A standard military principle United States Marines are taught is "defense in depth". The general idea is to establish multiple, independent measures to ensure you are still protected given the failure of one line of defense. It is also an easily recognizable construct in the defensive information security space: e.g. many organizations use both network and host based firewalls.

We LOVE automation at Recon InfoSec, (see here for examples) but with the beauty of automation often comes the fragility of complexity. In order to combat this fragility, we apply a "defense in depth" approach to validating and testing our automated process to ensure that we catch any "bad" code as far left as possible.

bad-code

Additionally, OpenSOC is an open and distributed team, with contributors from varying backgrounds and specialties. Using technical measures to enable MOAR people to easily contribute awesome material is a double win.

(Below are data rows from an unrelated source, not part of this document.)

//! Text normalization helpers: HTML flattening and lenient date parsing.

use std::sync::LazyLock;

use chrono::{DateTime, NaiveDate, NaiveDateTime, Utc};
use regex::Regex;
use scraper::{Html, Node};
use tracing::debug;

static WHITESPACE_RE: LazyLock<Regex> = LazyLock::new(|| Regex::new(r"\s+").unwrap());

/// Elements whose boundaries separate words.
const BREAKING_TAGS: &[&str] = &[
    "p", "br", "div", "li", "ul", "ol", "tr", "td", "th", "h1", "h2", "h3", "h4", "h5", "h6",
    "blockquote",
];

/// Offset-carrying formats tried after RFC 2822 / RFC 3339.
const OFFSET_FORMATS: &[&str] = &[
    "%Y-%m-%d %H:%M:%S %z",
    "%Y-%m-%d %H:%M:%S%z",
    "%Y-%m-%dT%H:%M:%S%z",
    "%a, %d %b %Y %H:%M %z",
    "%d %b %Y %H:%M:%S %z",
];

/// Naive formats, read as UTC.
const NAIVE_FORMATS: &[&str] = &[
    "%Y-%m-%d %H:%M:%S",
    "%Y-%m-%dT%H:%M:%S",
    "%Y-%m-%d %H:%M",
    "%Y.%m.%d %H:%M:%S",
    "%Y.%m.%d %H:%M",
    "%Y/%m/%d %H:%M:%S",
];

/// Parse a publish-date string in whatever common shape a feed uses.
///
/// Returns `None` when nothing fits; callers substitute the capture time.
pub fn parse_timestamp(text: &str) -> Option<DateTime<Utc>> {
    let text = text.trim();
    if text.is_empty() {
        return None;
    }

    if let Ok(dt) = DateTime::parse_from_rfc2822(text) {
        return Some(dt.with_timezone(&Utc));
    }
    if let Ok(dt) = DateTime::parse_from_rfc3339(text) {
        return Some(dt.with_timezone(&Utc));
    }
    for fmt in OFFSET_FORMATS {
        if let Ok(dt) = DateTime::parse_from_str(text, fmt) {
            return Some(dt.with_timezone(&Utc));
        }
    }
    for fmt in NAIVE_FORMATS {
        if let Ok(naive) = NaiveDateTime::parse_from_str(text, fmt) {
            return Some(naive.and_utc());
        }
    }
    for fmt in ["%Y-%m-%d", "%Y.%m.%d", "%Y/%m/%d"] {
        if let Ok(date) = NaiveDate::parse_from_str(text, fmt) {
            return date.and_hms_opt(0, 0, 0).map(|naive| naive.and_utc());
        }
    }

    debug!(text, "unrecognized timestamp");
    None
}

fn is_breaking(node: &Node) -> bool {
    matches!(node, Node::Element(el) if BREAKING_TAGS.contains(&el.name()))
}

/// Flatten an HTML fragment (feed descriptions) to a single line of text.
///
/// Only text nodes survive: markup, link targets, and emphasis are dropped,
/// and entities are decoded. Block elements and `<br>` become word breaks.
/// Plain text passes through with whitespace collapsed.
pub fn flatten_html(raw: &str) -> String {
    let text = if raw.contains('<') || raw.contains('&') {
        let fragment = Html::parse_fragment(raw);
        let mut text = String::with_capacity(raw.len());
        for node in fragment.root_element().descendants() {
            match node.value() {
                Node::Text(t) => {
                    // Text following a closed block starts a new word.
                    if node.prev_sibling().is_some_and(|prev| is_breaking(prev.value())) {
                        text.push(' ');
                    }
                    text.push_str(t);
                }
                value if is_breaking(value) => text.push(' '),
                _ => {}
            }
        }
        text
    } else {
        raw.to_string()
    };

    WHITESPACE_RE.replace_all(text.trim(), " ").into_owned()
}

#[cfg(test)]
mod tests {
    use super::*;
    use chrono::TimeZone;

    #[test]
    fn parses_rfc2822() {
        let dt = parse_timestamp("Mon, 03 Mar 2025 14:05:00 +0900").unwrap();
        assert_eq!(dt, Utc.with_ymd_and_hms(2025, 3, 3, 5, 5, 0).unwrap());
    }

    #[test]
    fn parses_rfc3339() {
        let dt = parse_timestamp("2025-03-03T14:05:00+09:00").unwrap();
        assert_eq!(dt, Utc.with_ymd_and_hms(2025, 3, 3, 5, 5, 0).unwrap());
    }

    #[test]
    fn parses_naive_as_utc() {
        let dt = parse_timestamp("2025-03-03 14:05:00").unwrap();
        assert_eq!(dt, Utc.with_ymd_and_hms(2025, 3, 3, 14, 5, 0).unwrap());

        let dt = parse_timestamp("2025.03.03 14:05").unwrap();
        assert_eq!(dt, Utc.with_ymd_and_hms(2025, 3, 3, 14, 5, 0).unwrap());
    }

    #[test]
    fn parses_bare_date() {
        let dt = parse_timestamp("2025-03-03").unwrap();
        assert_eq!(dt, Utc.with_ymd_and_hms(2025, 3, 3, 0, 0, 0).unwrap());
    }

    #[test]
    fn rejects_garbage() {
        assert!(parse_timestamp("yesterday-ish").is_none());
        assert!(parse_timestamp("   ").is_none());
    }

    #[test]
    fn flattens_markup() {
        let text = flatten_html("<p>Markets <b>rally</b></p>\n<p>on rate news</p>");
        assert!(!text.contains('<'));
        assert!(text.contains("Markets"));
        assert!(text.contains("rate news"));
        assert!(!text.contains('\n'));
        assert!(!text.contains("**"));
        assert!(!text.contains("]("));
    }

    #[test]
    fn drops_emphasis_and_link_targets() {
        let text = flatten_html(
            "<p>Markets <b>rally</b> on <a href=\"https://x.y/z\">rate</a> news</p>",
        );
        assert_eq!(text, "Markets rally on rate news");
        assert!(!text.contains("**"));
        assert!(!text.contains("]("));
    }

    #[test]
    fn block_boundaries_separate_words() {
        assert_eq!(flatten_html("<p>one</p><p>two</p>line<br>break"), "one two line break");
        assert_eq!(flatten_html("Stocks<em>climbed</em>"), "Stocksclimbed");
    }

    #[test]
    fn decodes_entities() {
        assert_eq!(flatten_html("Q&amp;A &lt;live&gt;"), "Q&A <live>");
    }

    #[test]
    fn plain_text_is_only_collapsed() {
        assert_eq!(flatten_html("  two   words \n here "), "two words here");
    }
}
//! HTTP client construction and body fetching shared by all adapters.

use std::time::Duration;

use reqwest::Client;
use tracing::debug;

use hotnews_shared::{FetchConfig, HotNewsError, Result};

/// Maximum number of redirects followed per request.
const MAX_REDIRECTS: usize = 5;

/// Maximum response size we accept from a source (10 MB).
const MAX_RESPONSE_SIZE: u64 = 10 * 1024 * 1024;

/// Build the reqwest client shared by every source in a service.
pub fn build_client(config: &FetchConfig) -> Result<Client> {
    Client::builder()
        .user_agent(config.user_agent.as_str())
        .redirect(reqwest::redirect::Policy::limited(MAX_REDIRECTS))
        .timeout(Duration::from_secs(config.timeout_secs))
        .build()
        .map_err(|e| HotNewsError::Network(format!("failed to build HTTP client: {e}")))
}

/// GET `url` and return the raw body, failing on non-success status.
pub(crate) async fn fetch_bytes(client: &Client, url: &str) -> Result<Vec<u8>> {
    debug!(%url, "fetching");

    let response = client
        .get(url)
        .send()
        .await
        .map_err(|e| HotNewsError::Network(format!("{url}: {e}")))?;

    let status = response.status();
    if !status.is_success() {
        return Err(HotNewsError::Network(format!("{url}: HTTP {status}")));
    }

    if let Some(len) = response.content_length() {
        if len > MAX_RESPONSE_SIZE {
            return Err(HotNewsError::validation(format!(
                "{url}: response too large ({len} bytes, max {MAX_RESPONSE_SIZE})"
            )));
        }
    }

    let body = response
        .bytes()
        .await
        .map_err(|e| HotNewsError::Network(format!("{url}: failed to read body: {e}")))?;

    Ok(body.to_vec())
}

#[cfg(test)]
mod tests {
    use super::*;

    #[tokio::test]
    async fn fetch_bytes_returns_body() {
        let server = wiremock::MockServer::start().await;
        wiremock::Mock::given(wiremock::matchers::path("/page"))
            .respond_with(wiremock::ResponseTemplate::new(200).set_body_string("hello"))
            .mount(&server)
            .await;

        let client = build_client(&FetchConfig::default()).unwrap();
        let body = fetch_bytes(&client, &format!("{}/page", server.uri()))
            .await
            .unwrap();
        assert_eq!(body, b"hello");
    }

    #[tokio::test]
    async fn fetch_bytes_rejects_error_status() {
        let server = wiremock::MockServer::start().await;
        wiremock::Mock::given(wiremock::matchers::path("/missing"))
            .respond_with(wiremock::ResponseTemplate::new(404))
            .mount(&server)
            .await;

        let client = build_client(&FetchConfig::default()).unwrap();
        let err = fetch_bytes(&client, &format!("{}/missing", server.uri()))
            .await
            .unwrap_err();
        assert!(matches!(err, HotNewsError::Network(_)));
        assert!(err.to_string().contains("404"));
    }

    #[tokio::test]
    async fn client_sends_configured_user_agent() {
        let server = wiremock::MockServer::start().await;
        wiremock::Mock::given(wiremock::matchers::header("user-agent", "hotnews-test/1.0"))
            .respond_with(wiremock::ResponseTemplate::new(200).set_body_string("ok"))
            .mount(&server)
            .await;

        let config = FetchConfig {
            user_agent: "hotnews-test/1.0".into(),
            ..FetchConfig::default()
        };
        let client = build_client(&config).unwrap();
        let body = fetch_bytes(&client, &server.uri()).await.unwrap();
        assert_eq!(body, b"ok");
    }
}
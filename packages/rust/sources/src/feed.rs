//! Syndication feed adapter.
//!
//! Reads RSS, Atom, or JSON Feed documents via `feed-rs` and turns the first
//! `limit` entries, in feed order, into articles stamped with a fixed label.

use chrono::Utc;
use feed_rs::model::Entry;
use reqwest::Client;
use tracing::{debug, instrument};
use url::Url;

use hotnews_shared::{Article, HotNewsError, Result};

use crate::http::fetch_bytes;
use crate::text::{flatten_html, parse_timestamp};

/// A feed URL plus the label its articles carry.
#[derive(Debug, Clone)]
pub struct FeedSource {
    url: String,
    label: String,
    limit: usize,
}

impl FeedSource {
    pub fn new(url: &str, label: &str, limit: usize) -> Result<Self> {
        Url::parse(url)
            .map_err(|e| HotNewsError::config(format!("feed '{label}' has invalid URL '{url}': {e}")))?;
        if limit == 0 {
            return Err(HotNewsError::config(format!("feed '{label}' has limit 0")));
        }

        Ok(Self {
            url: url.to_string(),
            label: label.to_string(),
            limit,
        })
    }

    pub fn label(&self) -> &str {
        &self.label
    }

    pub fn url(&self) -> &str {
        &self.url
    }

    pub fn limit(&self) -> usize {
        self.limit
    }

    /// Cap this source at a different (non-zero) limit.
    pub fn with_limit(mut self, limit: usize) -> Self {
        self.limit = limit.max(1);
        self
    }

    /// Fetch and parse the feed.
    #[instrument(skip_all, fields(url = %self.url, limit = self.limit))]
    pub async fn fetch(&self, client: &Client) -> Result<Vec<Article>> {
        let body = fetch_bytes(client, &self.url).await?;
        self.parse(&body)
    }

    /// Parse a feed document into at most `limit` articles.
    pub fn parse(&self, body: &[u8]) -> Result<Vec<Article>> {
        let parser = feed_rs::parser::Builder::new()
            .timestamp_parser(parse_timestamp)
            .build();
        let feed = parser
            .parse(body)
            .map_err(|e| HotNewsError::parse(format!("{}: {e}", self.url)))?;

        let articles: Vec<Article> = feed
            .entries
            .into_iter()
            .take(self.limit)
            .filter_map(|entry| self.to_article(entry))
            .collect();

        debug!(count = articles.len(), "feed parsed");
        Ok(articles)
    }

    fn to_article(&self, entry: Entry) -> Option<Article> {
        let title = entry
            .title
            .map(|t| t.content.trim().to_string())
            .unwrap_or_default();
        let url = entry
            .links
            .first()
            .map(|l| l.href.trim().to_string())
            .unwrap_or_default();

        if title.is_empty() || url.is_empty() {
            debug!(id = %entry.id, "entry without title or link, skipping");
            return None;
        }

        let published_at = entry
            .published
            .or(entry.updated)
            .unwrap_or_else(Utc::now);
        let summary = entry
            .summary
            .map(|s| flatten_html(&s.content))
            .unwrap_or_default();

        Some(
            Article::new(title, url, self.label.as_str())
                .published(published_at)
                .with_summary(summary),
        )
    }
}
//! Accessibility settings port: permission lookup and the settings screen.

use whatsend_domain::error::HostError;

/// Platform settings the bridge consults.
pub trait AccessibilitySettings {
    /// Raw, colon-separated list of enabled accessibility services, or
    /// `None` when the platform has never stored one.
    fn enabled_services(&self) -> Option<String>;

    /// Ask the platform to show its accessibility settings screen.
    ///
    /// # Errors
    ///
    /// Returns [`HostError`] when the screen cannot be opened.
    fn open_accessibility_settings(&self) -> Result<(), HostError>;
}

impl<T: AccessibilitySettings> AccessibilitySettings for std::sync::Arc<T> {
    fn enabled_services(&self) -> Option<String> {
        (**self).enabled_services()
    }

    fn open_accessibility_settings(&self) -> Result<(), HostError> {
        (**self).open_accessibility_settings()
    }
}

For example, during our last OpenSOC @ DEF CON 28 Safe Mode we had over 20 hours of content and 500+ challenges to create, validate, and run for our 800+ participants. This requires a ton of hours, a ton of material, a ton of compute power, with only a small team to build it.

Environment

Use Cases

We use A LOT of YAML and other markup languages to define different elements of our infrastructure. For example, metadata about an attack scenario, indicators of compromise, mappings to MITRE ATT&CK, Infrastructure as Code configurations, or CI pipeline configurations. Because markup documents are often ingested at runtime and incredibly flexible by design, it can be challenging to ensure that they are both syntactically valid AND meet the schema requirements of whatever software/system/tool is using them.
a-lot-of-yaml

Schemas

Many IDEs support syntax validation for languages like YAML, but cannot recognize functional (schema) failures. In the below example, the second line may be caught by an IDE, but the third likely won't.

- name: this is all good

No problems here!

- name: this: is invalid

This may be automatically highlighted by your IDE

- nmae: this is also valid

While the syntax is fine, this will likely break functionally. IDEs will struggle to identify this without context

Most common tools which use JSON/YAML/etc. for configuration files have pre-defined schemas of some sort, even if just in the documentation. But, a purposefully defined schema can drive automation.

Enter JSON Schema:

a vocabulary that allows you to annotate and validate JSON documents

This gives us an easy standard for developing and digesting schemas for nearly any system we would like to use. And of course, online libraries of pre-defined schemas (like JSON Schema Store) exist for popular tools. No need to manually create a schema for Circle CI or Ansible.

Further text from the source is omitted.